//! Controller configuration
//!
//! Settings are read from the process environment (optionally seeded from a
//! `.env` file by the binary). Every setting has a default so the MCP server
//! can start and list its tools before a controller is reachable.

use crate::error::{Error, Result};
use crate::http::RateLimiterConfig;
use std::time::Duration;
use url::Url;

/// Default HTTPS port of a UniFi controller
pub const DEFAULT_PORT: u16 = 443;

/// Default site identifier
pub const DEFAULT_SITE: &str = "default";

/// Default transport timeout in seconds
pub const DEFAULT_TIMEOUT_SECS: u64 = 30;

/// Connection settings for one UniFi controller
#[derive(Clone)]
pub struct UnifiConfig {
    /// Controller host name or IP address
    pub host: String,
    /// Login user name
    pub username: String,
    /// Login password
    pub password: String,
    /// Controller HTTPS port
    pub port: u16,
    /// Verify the controller's TLS certificate
    pub verify_ssl: bool,
    /// Site used when a tool call does not name one
    pub site: String,
    /// API key (reserved, not used by the login protocol)
    pub api_key: Option<String>,
    /// Transport connect/response timeout
    pub timeout: Duration,
    /// Full base URL override, e.g. `http://127.0.0.1:8443`
    pub base_url: Option<String>,
    /// Request budget per rolling window
    pub rate_limit: RateLimiterConfig,
}

impl Default for UnifiConfig {
    fn default() -> Self {
        Self {
            host: "localhost".to_string(),
            username: "admin".to_string(),
            password: String::new(),
            port: DEFAULT_PORT,
            verify_ssl: false,
            site: DEFAULT_SITE.to_string(),
            api_key: None,
            timeout: Duration::from_secs(DEFAULT_TIMEOUT_SECS),
            base_url: None,
            rate_limit: RateLimiterConfig::default(),
        }
    }
}

impl std::fmt::Debug for UnifiConfig {
    fn fmt(&self, f: &mut std::fmt::Formatter<'_>) -> std::fmt::Result {
        f.debug_struct("UnifiConfig")
            .field("host", &self.host)
            .field("username", &self.username)
            .field("password", &"<redacted>")
            .field("port", &self.port)
            .field("verify_ssl", &self.verify_ssl)
            .field("site", &self.site)
            .field("api_key", &self.api_key.as_ref().map(|_| "<redacted>"))
            .field("timeout", &self.timeout)
            .field("base_url", &self.base_url)
            .field("rate_limit", &self.rate_limit)
            .finish()
    }
}

impl UnifiConfig {
    /// Create a new config builder
    pub fn builder() -> UnifiConfigBuilder {
        UnifiConfigBuilder::default()
    }

    /// Load configuration from the process environment
    pub fn from_env() -> Result<Self> {
        Self::from_lookup(|key| std::env::var(key).ok())
    }

    /// Load configuration through an arbitrary variable lookup
    pub fn from_lookup<F>(lookup: F) -> Result<Self>
    where
        F: Fn(&str) -> Option<String>,
    {
        let get = |key: &str| lookup(key).filter(|v| !v.trim().is_empty());
        let defaults = Self::default();

        let host = get("UNIFI_HOST")
            .or_else(|| get("UNIFI_ROUTER_IP"))
            .unwrap_or(defaults.host);

        let port = match get("UNIFI_PORT") {
            Some(raw) => raw
                .trim()
                .parse::<u16>()
                .map_err(|e| Error::invalid_value("UNIFI_PORT", format!("{raw}: {e}")))?,
            None => defaults.port,
        };

        let timeout = match get("UNIFI_API_TIMEOUT") {
            Some(raw) => Duration::from_secs(parse_u64("UNIFI_API_TIMEOUT", &raw)?),
            None => defaults.timeout,
        };

        let mut rate_limit = defaults.rate_limit;
        if let Some(raw) = get("UNIFI_RATE_LIMIT_MAX_REQUESTS") {
            rate_limit.max_requests = parse_u64("UNIFI_RATE_LIMIT_MAX_REQUESTS", &raw)? as usize;
        }
        if let Some(raw) = get("UNIFI_RATE_LIMIT_WINDOW_MS") {
            rate_limit.time_window =
                Duration::from_millis(parse_u64("UNIFI_RATE_LIMIT_WINDOW_MS", &raw)?);
        }

        let config = Self {
            host,
            username: get("UNIFI_USERNAME").unwrap_or(defaults.username),
            password: lookup("UNIFI_PASSWORD").unwrap_or_default(),
            port,
            verify_ssl: get("UNIFI_VERIFY_SSL").is_some_and(|v| v.trim().eq_ignore_ascii_case("true")),
            site: get("UNIFI_SITE").unwrap_or(defaults.site),
            api_key: get("UNIFI_API_KEY"),
            timeout,
            base_url: get("UNIFI_BASE_URL"),
            rate_limit,
        };
        config.validate()?;
        Ok(config)
    }

    /// Check the settings that cannot be defaulted away
    pub fn validate(&self) -> Result<()> {
        if self.host.trim().is_empty() && self.base_url.is_none() {
            return Err(Error::missing_field("UNIFI_HOST"));
        }
        if self.username.trim().is_empty() {
            return Err(Error::missing_field("UNIFI_USERNAME"));
        }
        if self.rate_limit.max_requests == 0 {
            return Err(Error::invalid_value(
                "UNIFI_RATE_LIMIT_MAX_REQUESTS",
                "must be at least 1",
            ));
        }
        self.base_url().map(|_| ())
    }

    /// Root URL of the controller (`https://host:port` unless overridden)
    pub fn base_url(&self) -> Result<Url> {
        let raw = match &self.base_url {
            Some(url) => url.clone(),
            None => format!("https://{}:{}", self.host, self.port),
        };
        Ok(Url::parse(&raw)?)
    }
}

fn parse_u64(field: &str, raw: &str) -> Result<u64> {
    raw.trim()
        .parse::<u64>()
        .map_err(|e| Error::invalid_value(field, format!("{raw}: {e}")))
}

/// Builder for controller config
#[derive(Default)]
pub struct UnifiConfigBuilder {
    config: UnifiConfig,
}

impl UnifiConfigBuilder {
    /// Set the controller host
    pub fn host(mut self, host: impl Into<String>) -> Self {
        self.config.host = host.into();
        self
    }

    /// Set the login credentials
    pub fn credentials(mut self, username: impl Into<String>, password: impl Into<String>) -> Self {
        self.config.username = username.into();
        self.config.password = password.into();
        self
    }

    /// Set the controller port
    pub fn port(mut self, port: u16) -> Self {
        self.config.port = port;
        self
    }

    /// Enable or disable TLS certificate verification
    pub fn verify_ssl(mut self, verify: bool) -> Self {
        self.config.verify_ssl = verify;
        self
    }

    /// Set the default site
    pub fn site(mut self, site: impl Into<String>) -> Self {
        self.config.site = site.into();
        self
    }

    /// Set the transport timeout
    pub fn timeout(mut self, timeout: Duration) -> Self {
        self.config.timeout = timeout;
        self
    }

    /// Override the controller base URL
    pub fn base_url(mut self, url: impl Into<String>) -> Self {
        self.config.base_url = Some(url.into());
        self
    }

    /// Set the rate limit budget
    pub fn rate_limit(mut self, config: RateLimiterConfig) -> Self {
        self.config.rate_limit = config;
        self
    }

    /// Build the config
    pub fn build(self) -> UnifiConfig {
        self.config
    }
}

#[cfg(test)]
mod tests {
    use super::*;
    use std::collections::HashMap;

    fn lookup_from(vars: &[(&str, &str)]) -> impl Fn(&str) -> Option<String> {
        let map: HashMap<String, String> = vars
            .iter()
            .map(|(k, v)| ((*k).to_string(), (*v).to_string()))
            .collect();
        move |key| map.get(key).cloned()
    }

    #[test]
    fn test_defaults_when_environment_is_empty() {
        let config = UnifiConfig::from_lookup(|_| None).unwrap();
        assert_eq!(config.host, "localhost");
        assert_eq!(config.username, "admin");
        assert_eq!(config.password, "");
        assert_eq!(config.port, 443);
        assert!(!config.verify_ssl);
        assert_eq!(config.site, "default");
        assert!(config.api_key.is_none());
        assert_eq!(config.timeout, Duration::from_secs(30));
        assert_eq!(config.rate_limit.max_requests, 100);
        assert_eq!(config.rate_limit.time_window, Duration::from_millis(60_000));
        assert_eq!(config.base_url().unwrap().as_str(), "https://localhost/");
    }

    #[test]
    fn test_reads_all_variables() {
        let config = UnifiConfig::from_lookup(lookup_from(&[
            ("UNIFI_HOST", "10.0.0.1"),
            ("UNIFI_USERNAME", "ops"),
            ("UNIFI_PASSWORD", "s3cret"),
            ("UNIFI_PORT", "8443"),
            ("UNIFI_VERIFY_SSL", "TRUE"),
            ("UNIFI_SITE", "branch"),
            ("UNIFI_API_KEY", "key-1"),
            ("UNIFI_API_TIMEOUT", "5"),
            ("UNIFI_RATE_LIMIT_MAX_REQUESTS", "10"),
            ("UNIFI_RATE_LIMIT_WINDOW_MS", "1000"),
        ]))
        .unwrap();

        assert_eq!(config.host, "10.0.0.1");
        assert_eq!(config.username, "ops");
        assert_eq!(config.password, "s3cret");
        assert_eq!(config.port, 8443);
        assert!(config.verify_ssl);
        assert_eq!(config.site, "branch");
        assert_eq!(config.api_key.as_deref(), Some("key-1"));
        assert_eq!(config.timeout, Duration::from_secs(5));
        assert_eq!(config.rate_limit.max_requests, 10);
        assert_eq!(config.rate_limit.time_window, Duration::from_secs(1));
        assert_eq!(
            config.base_url().unwrap().as_str(),
            "https://10.0.0.1:8443/"
        );
    }

    #[test]
    fn test_router_ip_fallback() {
        let config =
            UnifiConfig::from_lookup(lookup_from(&[("UNIFI_ROUTER_IP", "192.168.1.1")])).unwrap();
        assert_eq!(config.host, "192.168.1.1");
    }

    #[test]
    fn test_verify_ssl_only_true_enables() {
        let config =
            UnifiConfig::from_lookup(lookup_from(&[("UNIFI_VERIFY_SSL", "yes")])).unwrap();
        assert!(!config.verify_ssl);
    }

    #[test]
    fn test_invalid_port_is_rejected() {
        let err = UnifiConfig::from_lookup(lookup_from(&[("UNIFI_PORT", "https")])).unwrap_err();
        assert!(matches!(err, Error::InvalidConfigValue { ref field, .. } if field == "UNIFI_PORT"));
    }

    #[test]
    fn test_zero_rate_limit_is_rejected() {
        let err = UnifiConfig::from_lookup(lookup_from(&[("UNIFI_RATE_LIMIT_MAX_REQUESTS", "0")]))
            .unwrap_err();
        assert!(matches!(err, Error::InvalidConfigValue { .. }));
    }

    #[test]
    fn test_base_url_override() {
        let config = UnifiConfig::builder()
            .base_url("http://127.0.0.1:9000")
            .build();
        assert_eq!(config.base_url().unwrap().as_str(), "http://127.0.0.1:9000/");
    }

    #[test]
    fn test_debug_redacts_secrets() {
        let config = UnifiConfig::builder()
            .credentials("admin", "hunter2")
            .build();
        let debug = format!("{config:?}");
        assert!(!debug.contains("hunter2"));
        assert!(debug.contains("<redacted>"));
    }
}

------------------------------------

■ **Your instructions**
Copy out, from the records above, every line that holds the string "return".

■ **Response to the exercise**
            return Err(Error::missing_field("UNIFI_HOST"));
            return Err(Error::missing_field("UNIFI_USERNAME"));
            return Err(Error::invalid_value(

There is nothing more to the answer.